The following post was written on March 23, 2011 by LT George Suh and LT Brandon Schmidt, students at the Naval Postgraduate School in Monterey, CA who have been at APLIS conducting their thesis research. They will be leaving tomorrow after completing nine days of field science. This is the 17th post in a series about ICEX 2011, an Arctic Submarine Laboratory exercise.
Our study focused on the effect of under-ice topography on mixing between layers of seawater in the upper 100 feet of the ocean. To do this, we set up a science hut adjacent to Mt Rainier which extended beneath the water for about 40 feet.
The turbulence and wakes generated in the vicinity of these large underwater features may be a major physical force causing mixing in the shallow ocean. Ice keels may also be responsible for driving fresh water near the surface deeper into the ocean during peak melting season.

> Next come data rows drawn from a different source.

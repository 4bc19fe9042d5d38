//! Transport session lifecycle across several handles

mod common;

use common::{heap_config, oid, unique_name};
use std::sync::mpsc;
use std::thread;
use std::time::{Duration, Instant};
use venom_mirror::session::FORMAT_VERSION;
use venom_mirror::{
    Backing, ChangeEventType, EventPayload, FieldMask, MirrorError, SessionState, SharedRegion,
    TransportSession,
};

#[test]
fn second_handle_reads_events_written_before_it_joined() {
    let name = unique_name("sess_join");
    let mut producer = TransportSession::open(heap_config(&name, 1024)).unwrap();
    producer
        .transact(50, |tx| {
            let data = tx.write_object_event(
                ChangeEventType::CreateObject,
                oid(7),
                3,
                FieldMask::bit(0),
                4,
            )?;
            data.write_u32(0, 42);
            Ok(())
        })
        .unwrap();

    let mut consumer = TransportSession::open(heap_config(&name, 1024)).unwrap();
    assert_eq!(consumer.state(), SessionState::Ready);
    assert_eq!(consumer.base_timestamp_us(), producer.base_timestamp_us());
    assert!(consumer.needs_processing());

    let seen = consumer
        .transact(50, |tx| {
            let event = tx.next_entry().expect("one entry");
            match event.payload() {
                Some(EventPayload::Object(obj)) => {
                    Ok((obj.kind, obj.object_id, obj.collection_id, obj.data.read_u32(0)))
                }
                other => panic!("unexpected payload {:?}", other),
            }
        })
        .unwrap();
    assert_eq!(seen, (ChangeEventType::CreateObject, oid(7), 3, 42));
    assert!(!consumer.needs_processing());
}

#[test]
fn live_region_with_other_schema_is_refused() {
    let name = unique_name("sess_schema_live");
    let _producer = TransportSession::open(heap_config(&name, 1024)).unwrap();

    let mut other = heap_config(&name, 1024);
    other.schema_hash = [1, 2, 3, 4];
    let err = TransportSession::open(other).err().unwrap();
    assert!(matches!(err, MirrorError::SchemaMismatch));
}

#[test]
fn stale_region_with_other_schema_is_rebuilt() {
    let name = unique_name("sess_schema_stale");
    let mut producer = TransportSession::open(heap_config(&name, 1024)).unwrap();
    producer.transact(50, |tx| tx.write_shutdown(0)).unwrap();
    let old_base = producer.base_timestamp_us();

    thread::sleep(Duration::from_millis(120));
    let mut other = heap_config(&name, 1024);
    other.schema_hash = [1, 2, 3, 4];
    other.stale_after = Duration::from_millis(50);
    let rebuilt = TransportSession::open(other).unwrap();

    assert_eq!(rebuilt.state(), SessionState::Ready);
    assert!(rebuilt.base_timestamp_us() > old_base);
    assert_eq!(rebuilt.changelog_head(), 0);
    assert!(!rebuilt.needs_processing());

    // The old handle notices the new epoch and finds an empty log
    let entries = producer
        .transact(50, |tx| {
            let mut n = 0;
            while tx.next_entry().is_some() {
                n += 1;
            }
            Ok(n)
        })
        .unwrap();
    assert_eq!(entries, 0);
}

#[test]
fn different_changelog_size_is_a_layout_mismatch() {
    let name = unique_name("sess_layout");
    let _producer = TransportSession::open(heap_config(&name, 1024)).unwrap();
    let err = TransportSession::open(heap_config(&name, 2048)).err().unwrap();
    assert!(matches!(err, MirrorError::LayoutMismatch { .. }));
}

#[test]
fn joiner_takes_over_an_unfinished_region() {
    let name = unique_name("sess_takeover");
    let config = heap_config(&name, 1024);
    // A creator that died before writing anything
    let _abandoned = SharedRegion::open_or_create(&name, config.total_size(), Backing::Heap).unwrap();

    let started = Instant::now();
    let session = TransportSession::open(config.clone()).unwrap();
    // The creator gets the lock timeout to finish before a takeover
    assert!(started.elapsed() >= Duration::from_millis(config.lock_timeout_ms.into()));
    assert_eq!(session.state(), SessionState::Ready);
    assert_ne!(session.base_timestamp_us(), 0);
}

#[test]
fn live_region_with_other_format_version_is_refused() {
    let name = unique_name("sess_version");
    let _producer = TransportSession::open(heap_config(&name, 1024)).unwrap();
    let raw = SharedRegion::open(&name, Backing::Heap).unwrap();
    raw.view().write_u32(0, FORMAT_VERSION + 1);

    let err = TransportSession::open(heap_config(&name, 1024)).err().unwrap();
    assert!(matches!(
        err,
        MirrorError::VersionMismatch { expected, got } if expected == FORMAT_VERSION && got == FORMAT_VERSION + 1
    ));

    // Once its producer goes quiet the same region is rebuilt
    thread::sleep(Duration::from_millis(120));
    let mut config = heap_config(&name, 1024);
    config.stale_after = Duration::from_millis(50);
    let rebuilt = TransportSession::open(config).unwrap();
    assert_eq!(rebuilt.state(), SessionState::Ready);
    assert_eq!(raw.view().read_u32(0), FORMAT_VERSION);
}

#[test]
fn abandoned_shm_region_of_another_size_is_replaced() {
    let name = unique_name("sess_resize");
    let mut config = heap_config(&name, 1024);
    config.backing = Backing::Shm;
    config.stale_after = Duration::from_millis(50);

    // Header of a producer that died long ago, built with another layout
    let old = SharedRegion::open_or_create(&name, config.total_size() + 4096, Backing::Shm).unwrap();
    old.view().write_u64(40, 1);
    old.view().write_u64(48, 1);
    // A crashed producer never unlinks its segment
    std::mem::forget(old);

    let session = TransportSession::open(config).unwrap();
    assert_eq!(session.state(), SessionState::Ready);
    assert!(session.base_timestamp_us() > 1);
    assert_eq!(session.changelog_head(), 0);
}

#[test]
fn live_shm_region_of_another_size_is_refused() {
    let name = unique_name("sess_resize_live");
    let mut config = heap_config(&name, 1024);
    config.backing = Backing::Shm;
    let _producer = TransportSession::open(config.clone()).unwrap();

    config.changelog_size = 2048;
    let err = TransportSession::open(config).err().unwrap();
    assert!(matches!(err, MirrorError::LayoutMismatch { .. }));
}

#[test]
fn transact_times_out_while_another_handle_holds_the_lock() {
    let name = unique_name("sess_timeout");
    let mut holder = TransportSession::open(heap_config(&name, 1024)).unwrap();
    let mut waiter = TransportSession::open(heap_config(&name, 1024)).unwrap();

    let (locked_tx, locked_rx) = mpsc::channel();
    let handle = thread::spawn(move || {
        holder
            .transact(100, |_tx| {
                locked_tx.send(()).unwrap();
                thread::sleep(Duration::from_millis(300));
                Ok(())
            })
            .unwrap();
    });

    locked_rx.recv().unwrap();
    let err = waiter.transact(20, |_tx| Ok(())).unwrap_err();
    assert!(matches!(err, MirrorError::LockTimeout { timeout_ms: 20 }));

    handle.join().unwrap();
    waiter.transact(100, |_tx| Ok(())).unwrap();
}

#[test]
fn lagging_handle_detects_missed_entries_and_resyncs() {
    let name = unique_name("sess_missed");
    let mut consumer = TransportSession::open(heap_config(&name, 256)).unwrap();
    let mut producer = TransportSession::open(heap_config(&name, 256)).unwrap();

    producer
        .transact(50, |tx| {
            for collection in 0..50 {
                tx.write_shutdown(collection)?;
            }
            Ok(())
        })
        .unwrap();
    assert_eq!(producer.changelog_head(), 50);

    let collections = consumer
        .transact(50, |tx| {
            assert!(tx.has_missed_entries());
            assert!(tx.next_entry().is_none());
            tx.resync_to_oldest();
            let mut seen = Vec::new();
            while let Some(event) = tx.next_entry() {
                match event.payload() {
                    Some(EventPayload::Shutdown { collection_id }) => seen.push(collection_id),
                    other => panic!("unexpected payload {:?}", other),
                }
            }
            Ok(seen)
        })
        .unwrap();

    assert!(!collections.is_empty() && collections.len() < 50);
    assert_eq!(collections.last(), Some(&49));
    assert!(collections.windows(2).all(|w| w[1] == w[0] + 1));
}

#[test]
fn health_check_rebuilds_after_producer_goes_quiet() {
    let name = unique_name("sess_health");
    let mut config = heap_config(&name, 1024);
    config.stale_after = Duration::from_millis(50);
    let mut session = TransportSession::open(config).unwrap();
    let base = session.base_timestamp_us();

    assert_eq!(session.check_health().unwrap(), SessionState::Ready);
    thread::sleep(Duration::from_millis(120));
    assert!(session.is_stale());
    assert_eq!(session.check_health().unwrap(), SessionState::Ready);
    assert!(session.base_timestamp_us() > base);
    assert!(!session.is_stale());
}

We deployed a pair of flux packages on the “downstream” side of the Mount Rainer keel that continuously recorded temperature, conductivity, and water velocity in all three dimensions. These recordings will be used to directly estimate the vertical movement of heat, and salt.
A specially designed sonar was deployed at four sites around Mount Rainer to provide high-resolution measurements of the under-ice geography. This resulting map of the ice keel, along with the data collected about the ice movement, will allow us to directly relate the size and shape of the keel to the vertical movements we calculated.
With the collected this data, we will be able to determine if large ice keels contribute to the turbulent mixing of the Arctic Ocean mixed layer. If this is true, we will be able to quantify the ice keels’ effect on turbulent mixing.